Tales of the High Teas
Okay, we’re back.
I use the third person royally because I actually live alone, not counting the three cats to whom I pay rent. However I am more introverted than not and I feel like I almost died of people this past week. I ate lunches, dinners, and high teas such as I don’t believe ever existed in England until Americans discovered petit fours, called them British, and began making money by putting them on a plate.
The first time I was in England, in the 1970’s, a cup a tea was called for after a walk, a bath, a stint in the garden, after having gone up the road to the village shop to pick up the load of bread one had ordered the day before, or after two hours had gone by, whatever came first. One could go out for a cream tea which was tea with scones, clotted cream, butter and jam; or tea and cake. One can always get a decent piece of cake in England as long as there is a cake to cut. Or one had tea, the meal, which was essentially what Americans might call a light supper.
Let me drop the royal third person and the literary second person and cut to America of the present day where persons of both sexes and all ages are democratically addressed as “you guys.”
This past week, I drank a lot of tea.
Anna and Julia and I went out for our 11th annual Christmas tea. Anna and Julia are sisters who took piano lessons from me for years while they were growing up. One winter, I ran a contest: I would take out for hot chocolate whoever learned the most carols in their Christmas books by the 20th of December. Anna and Julia outstripped every other student by at least half a dozen carols. I took them to Starbucks on Phinney Ridge.
They won the contest the following year. I took them to what was then the Library Café in Crown Hill for high tea.
I discontinued the contest but the three of us continued our holiday tradition. For the next two years we went to the Queen Mary teas rooms in the University District. Year five, I took them to Snohomish for high tea at Piccadilly Circus. Year six, we visited the British Pantry in Redmond for what was probably the most bona fide of high teas because it was more of a light supper.

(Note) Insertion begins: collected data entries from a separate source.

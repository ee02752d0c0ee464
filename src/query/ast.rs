//! Query Abstract Syntax Tree
//!
//! Defines the expression tree for the archive query language: arithmetic,
//! comparison and logical operators over archive variables and numeric
//! literals.
//!
//! # Example Queries
//!
//! ```text
//! IBCAD00CRCUR6 > 50
//! HALLD:p > 100 && (IBCAD00CRCUR6 - 5) * 2 >= 10
//! !(beam:energy < 11.5)
//! ```

use serde::{Deserialize, Serialize};
use std::fmt;

/// Binary operators, resolved once at parse time
#[derive(Debug, Clone, Copy, PartialEq, Eq, Hash, Serialize, Deserialize)]
#[serde(rename_all = "snake_case")]
pub enum BinaryOp {
    /// `+`
    Add,
    /// `-`
    Sub,
    /// `*`
    Mul,
    /// `/`
    Div,
    /// `//` floor division
    FloorDiv,
    /// `%` floor modulo
    Mod,
    /// `**`
    Pow,
    /// `>`
    Gt,
    /// `>=`
    Gte,
    /// `==`
    Eq,
    /// `!=`
    Ne,
    /// `<`
    Lt,
    /// `<=`
    Lte,
    /// `&&`
    And,
    /// `||`
    Or,
}

impl BinaryOp {
    /// Binding strength; higher binds tighter. Equal ranks group left-to-right.
    pub fn precedence(&self) -> u8 {
        match self {
            Self::Or => 1,
            Self::And => 2,
            Self::Eq | Self::Ne | Self::Lt | Self::Lte | Self::Gt | Self::Gte => 3,
            Self::Add | Self::Sub => 4,
            Self::Mul | Self::Div | Self::FloorDiv | Self::Mod => 5,
            Self::Pow => 6,
        }
    }

    /// Parse from the operator's source symbol
    pub fn from_symbol(s: &str) -> Option<Self> {
        match s {
            "+" => Some(Self::Add),
            "-" => Some(Self::Sub),
            "*" => Some(Self::Mul),
            "/" => Some(Self::Div),
            "//" => Some(Self::FloorDiv),
            "%" => Some(Self::Mod),
            "**" => Some(Self::Pow),
            ">" => Some(Self::Gt),
            ">=" => Some(Self::Gte),
            "==" => Some(Self::Eq),
            "!=" => Some(Self::Ne),
            "<" => Some(Self::Lt),
            "<=" => Some(Self::Lte),
            "&&" => Some(Self::And),
            "||" => Some(Self::Or),
            _ => None,
        }
    }

    /// The operator's source symbol
    pub fn symbol(&self) -> &'static str {
        match self {
            Self::Add => "+",
            Self::Sub => "-",
            Self::Mul => "*",
            Self::Div => "/",
            Self::FloorDiv => "//",
            Self::Mod => "%",
            Self::Pow => "**",
            Self::Gt => ">",
            Self::Gte => ">=",
            Self::Eq => "==",
            Self::Ne => "!=",
            Self::Lt => "<",
            Self::Lte => "<=",
            Self::And => "&&",
            Self::Or => "||",
        }
    }
}

impl fmt::Display for BinaryOp {
    fn fmt(&self, f: &mut fmt::Formatter<'_>) -> fmt::Result {
        f.write_str(self.symbol())
    }
}

/// Prefix operators
#[derive(Debug, Clone, Copy, PartialEq, Eq, Hash, Serialize, Deserialize)]
#[serde(rename_all = "snake_case")]
pub enum UnaryOp {
    /// `+x`, numeric identity
    Plus,
    /// `-x`, numeric negation
    Neg,
    /// `!x`, logical negation
    Not,
}

impl UnaryOp {
    /// Parse from the operator's source symbol
    pub fn from_symbol(s: &str) -> Option<Self> {
        match s {
            "+" => Some(Self::Plus),
            "-" => Some(Self::Neg),
            "!" => Some(Self::Not),
            _ => None,
        }
    }

    /// The operator's source symbol
    pub fn symbol(&self) -> &'static str {
        match self {
            Self::Plus => "+",
            Self::Neg => "-",
            Self::Not => "!",
        }
    }
}

impl fmt::Display for UnaryOp {
    fn fmt(&self, f: &mut fmt::Formatter<'_>) -> fmt::Result {
        f.write_str(self.symbol())
    }
}

/// A parsed query expression
///
/// The tree is immutable once built and every node owns its children.
#[derive(Debug, Clone, PartialEq, Serialize, Deserialize)]
#[serde(rename_all = "snake_case")]
pub enum Expr {
    /// Numeric constant
    Literal(f64),
    /// Archive variable, looked up in the sample source
    Variable(String),
    /// Prefix operator applied to an operand
    Unary(UnaryOp, Box<Expr>),
    /// Infix operator applied to two operands
    Binary(BinaryOp, Box<Expr>, Box<Expr>),
    /// Function call; parsed, never evaluated
    Call(String, Vec<Expr>),
}

impl Expr {
    /// Create a literal node
    pub fn literal(value: f64) -> Self {
        Self::Literal(value)
    }

    /// Create a variable node
    pub fn variable(name: impl Into<String>) -> Self {
        Self::Variable(name.into())
    }

    /// Create a unary node
    pub fn unary(op: UnaryOp, operand: Expr) -> Self {
        Self::Unary(op, Box::new(operand))
    }

    /// Create a binary node
    pub fn binary(op: BinaryOp, left: Expr, right: Expr) -> Self {
        Self::Binary(op, Box::new(left), Box::new(right))
    }

    /// Create a call node
    pub fn call(name: impl Into<String>, args: Vec<Expr>) -> Self {
        Self::Call(name.into(), args)
    }

    /// True for literals and variables
    pub fn is_leaf(&self) -> bool {
        matches!(self, Self::Literal(_) | Self::Variable(_))
    }

    /// Distinct variable names in left-to-right order of first appearance
    pub fn variables(&self) -> Vec<&str> {
        let mut names = Vec::new();
        self.collect_variables(&mut names);
        names
    }

    fn collect_variables<'a>(&'a self, names: &mut Vec<&'a str>) {
        match self {
            Self::Literal(_) => {}
            Self::Variable(name) => {
                if !names.contains(&name.as_str()) {
                    names.push(name);
                }
            }
            Self::Unary(_, operand) => operand.collect_variables(names),
            Self::Binary(_, left, right) => {
                left.collect_variables(names);
                right.collect_variables(names);
            }
            Self::Call(_, args) => {
                for arg in args {
                    arg.collect_variables(names);
                }
            }
        }
    }

    /// Nesting depth of the tree (a leaf has depth 1)
    pub fn depth(&self) -> usize {
        match self {
            Self::Literal(_) | Self::Variable(_) => 1,
            Self::Unary(_, operand) => 1 + operand.depth(),
            Self::Binary(_, left, right) => 1 + left.depth().max(right.depth()),
            Self::Call(_, args) => 1 + args.iter().map(Expr::depth).max().unwrap_or(0),
        }
    }
}

/// Renders the fully parenthesized form: every binary node is wrapped.
impl fmt::Display for Expr {
    fn fmt(&self, f: &mut fmt::Formatter<'_>) -> fmt::Result {
        match self {
            Self::Literal(value) => write!(f, "{}", value),
            Self::Variable(name) => f.write_str(name),
            Self::Unary(op, operand) => write!(f, "{}{}", op, operand),
            Self::Binary(op, left, right) => write!(f, "({} {} {})", left, op, right),
            Self::Call(name, args) => {
                write!(f, "{}(", name)?;
                for (i, arg) in args.iter().enumerate() {
                    if i > 0 {
                        f.write_str(", ")?;
                    }
                    write!(f, "{}", arg)?;
                }
                f.write_str(")")
            }
        }
    }
}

We were running out of new places to go when we found our home. For the past 5 years, we have settled into the sofas around the fireplace at the Sorrento Hotel’s Hunts Club and luxuriated in the elegant surroundings while consuming the same menu (egg, chicken, and cuke sandwiches; scones, tarts, chocolates, eclairs, a single blueberry and one strawberry ) and catching up on the year’s news.
This past fall, Anna was doing a semester abroad in Chile and Julia was in her first year at M.I.T. I had thought we might be skyping our tea this year but we all made it. None of us are currently eating meat, and Anna and I are off sugar so we didn’t get the usual outlay for three but the company was delicious as always.
The day after the Sorrento Hotel tea, Anna (Western/Fairhaven) was back at my house with four other young (liberal arts) college women: Neah (Gonzaga), Katie (Whitman), Lucy (Macalester) and Riley(Linfield). These young women all took piano lessons from me at about the same time. We have been getting together once or twice a year for tea and sugar since their last years in high school. I served tea, orange bread, cranberry bread, fudge and other chocolates, nuts in shells, and veggies and dip which Anna brought. Also they ate the last of the Tiddly Reindeers from my cousins in England.
When I am with these women, I love to sit back and listen to the gossip which I (uncharacteristically) keep to myself. I would never do anything that might dry up my sources so I am not going to repeat anything juicy.
I hosted one other tea this year. My friends, Chris and Dee, came on the afternoon of Christmas Eve. Chris is a tenor in both my choirs, and a fabulous cook. She was a Russian translator while in the army and is a CERT trainer now. We were trying to think of a tagline for her since this is now the second blog of mine in which she has appeared, but I have decided she’s basically unclassifiable.
Her partner, Dee, has a magnet on the refrigerator which says: I missed church because I was off practicing witchcraft and becoming a lesbian. That’s an apt tagline for Dee. I only wish I could claim authorship. But truly, both of them are unclassifiable.
Chris and Dee’s love for their three Chinook dogs (Starfire, Indigo, and Willow) cannot be quantified. I shamelessly suck up to the dogs. Starfire was my first important conquest and now I am oiling my way into Willow’s heart. Indigo needs no oiling; more often than not, she needs to be fended off.
Last summer I did a painting of my friends’ Chinooks. I was so excited with how it turned out, I told them about it in July.
“I have your Christmas present already! So we have to stay friends until Christmas,” I said.
Chris flipped through her calendar, “So when can we cross you off?” she asked.
On the afternoon of the 24th, Chris and Dee looked at the painting for a long time.
Chris looked up. “We’re giving you an extension,” she said.
May we all receive extensions in the new year!
Very nice. Nice also that I know some of the characters!
I can only wish that I myself had taken piano lessons from you. Reading of your cast of characters will have to suffice…nicely.
Elena, I treasure the story of your tea traditions with Anna and Julia. Thank you for delighting and indulging them year after year!